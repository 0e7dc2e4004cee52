//! Contract-based validation for placing marks.
//!
//! Contracts define correctness through preconditions and postconditions:
//! `{P} apply {Q}`. The precondition is always checked; the postcondition
//! runs in debug builds.

use crate::action::{Move, MoveError};
use crate::types::{Board, Cell, Mark};
use crate::Position;
use tracing::{instrument, warn};

// ─────────────────────────────────────────────────────────────
//  Contract Trait
// ─────────────────────────────────────────────────────────────

/// A contract defines preconditions and postconditions for state transitions.
pub trait Contract<S, A> {
    /// Checks preconditions before applying the action.
    fn pre(state: &S, action: &A) -> Result<(), MoveError>;

    /// Checks that the transition from `before` to `after` did what
    /// `action` describes and nothing else.
    fn post(before: &S, after: &S, action: &A) -> bool;
}

// ─────────────────────────────────────────────────────────────
//  Preconditions
// ─────────────────────────────────────────────────────────────

/// Precondition: the cell at the move's position must be empty.
pub struct CellIsEmpty;

impl CellIsEmpty {
    /// Rejects a move onto an occupied cell.
    pub fn check(mov: &Move, board: &Board) -> Result<(), MoveError> {
        if board.is_empty(mov.position) {
            Ok(())
        } else {
            Err(MoveError::InvalidMove(mov.position))
        }
    }
}

// ─────────────────────────────────────────────────────────────
//  Apply Contract (Pre + Post)
// ─────────────────────────────────────────────────────────────

/// Contract for placing a mark.
///
/// Preconditions:
/// - Cell must be empty
///
/// Postconditions:
/// - The target cell now holds the mover's mark
/// - Every other cell is unchanged
pub struct ApplyContract;

impl Contract<Board, Move> for ApplyContract {
    fn pre(board: &Board, action: &Move) -> Result<(), MoveError> {
        CellIsEmpty::check(action, board)
    }

    fn post(before: &Board, after: &Board, action: &Move) -> bool {
        before
            .cells()
            .iter()
            .zip(after.cells())
            .enumerate()
            .all(|(index, (was, now))| {
                if index == action.position.index() {
                    was.is_empty() && *now == Cell::Marked(action.mark)
                } else {
                    was == now
                }
            })
    }
}

/// The single checked mutation path for boards.
#[instrument(skip(board))]
pub(crate) fn apply_move(board: &mut Board, pos: Position, mark: Mark) -> Result<(), MoveError> {
    let action = Move::new(mark, pos);
    if let Err(e) = ApplyContract::pre(board, &action) {
        warn!(%action, error = %e, "Rejected move");
        return Err(e);
    }

    #[cfg(debug_assertions)]
    let before = board.clone();

    board.place(pos, mark);

    #[cfg(debug_assertions)]
    debug_assert!(
        ApplyContract::post(&before, board, &action),
        "Apply postcondition violated for {action}"
    );

    Ok(())
}
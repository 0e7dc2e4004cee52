//! Game rules for tic-tac-toe.
//!
//! This module contains pure functions for evaluating board state
//! according to tic-tac-toe rules. Rules are separated from board
//! storage so strategies and the game loop share one definition.

pub mod draw;
pub mod win;

pub use draw::{is_draw, is_full};
pub use win::{LINES, has_won, winner};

Work request
Please restate only the opening stretch of the records above: every line from the first through the one containing "in debug builds.", exactly as written.

Exercise result
repository 0e7dc2e4004cee52
//! Contract-based validation for placing marks.
//!
//! Contracts define correctness through preconditions and postconditions:
//! `{P} apply {Q}`. The precondition is always checked; the postcondition
//! runs in debug builds.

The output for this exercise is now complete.